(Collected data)
+ + + +

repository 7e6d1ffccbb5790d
pub mod handlers;
pub mod routes;
pub mod state;

pub use routes::create_router;
pub use state::AppState;
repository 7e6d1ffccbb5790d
pub mod memory;
pub mod postgres;
pub mod seed;
pub mod store;

pub use memory::InMemoryStore;
pub use postgres::{create_pool, run_migrations, PgRatingStore};
pub use seed::load_dataset;
pub use store::RatingStore;

#[cfg(test)]
pub use store::MockRatingStore;
use chrono::NaiveDate;
use serde::{Deserialize, Serialize};

pub type MovieId = i32;

/// A movie listing
#[derive(Debug, Clone, Serialize, Deserialize, PartialEq, sqlx::FromRow)]
pub struct Movie {
    pub movie_id: MovieId,
    pub title: String,
    pub released_at: Option<NaiveDate>,
    pub imdb_url: String,
}

impl Movie {
    /// Creates a movie with only a title
    pub fn new(movie_id: MovieId, title: impl Into<String>) -> Self {
        Self {
            movie_id,
            title: title.into(),
            released_at: None,
            imdb_url: String::new(),
        }
    }
}
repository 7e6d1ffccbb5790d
use axum::{
    middleware,
    routing::{get, post},
    Router,
};
use tower::ServiceBuilder;
use tower_http::trace::TraceLayer;

use super::handlers;
use super::AppState;
use crate::middleware::{make_span_with_request_id, request_id_middleware};

/// Creates the main API router with all routes
pub fn create_router(state: AppState) -> Router {
    Router::new()
        .route("/health", get(handlers::health_check))
        .nest("/api/v1", api_routes())
        .layer(
            // Request IDs are assigned before the trace span is created
            ServiceBuilder::new()
                .layer(middleware::from_fn(request_id_middleware))
                .layer(TraceLayer::new_for_http().make_span_with(make_span_with_request_id)),
        )
        .with_state(state)
}

/// API routes under /api/v1
fn api_routes() -> Router<AppState> {
    Router::new()
        // Users
        .route("/users", get(handlers::list_users))
        .route("/users/:user_id", get(handlers::get_user))
        .route("/users/:user_id/ratings", get(handlers::user_ratings))
        .route(
            "/users/:user_id/similarity/:other_id",
            get(handlers::similarity),
        )
        .route(
            "/users/:user_id/predictions/:movie_id",
            get(handlers::predict),
        )
        // Movies
        .route("/movies/:movie_id", get(handlers::get_movie))
        // Ratings
        .route("/ratings", post(handlers::create_rating))
}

+ + + +

ABOUT THIS TASK
Which lines above include the word "Self"? Pick them out and copy them.

COMPLETED TASK
    pub fn new(movie_id: MovieId, title: impl Into<String>) -> Self {
        Self {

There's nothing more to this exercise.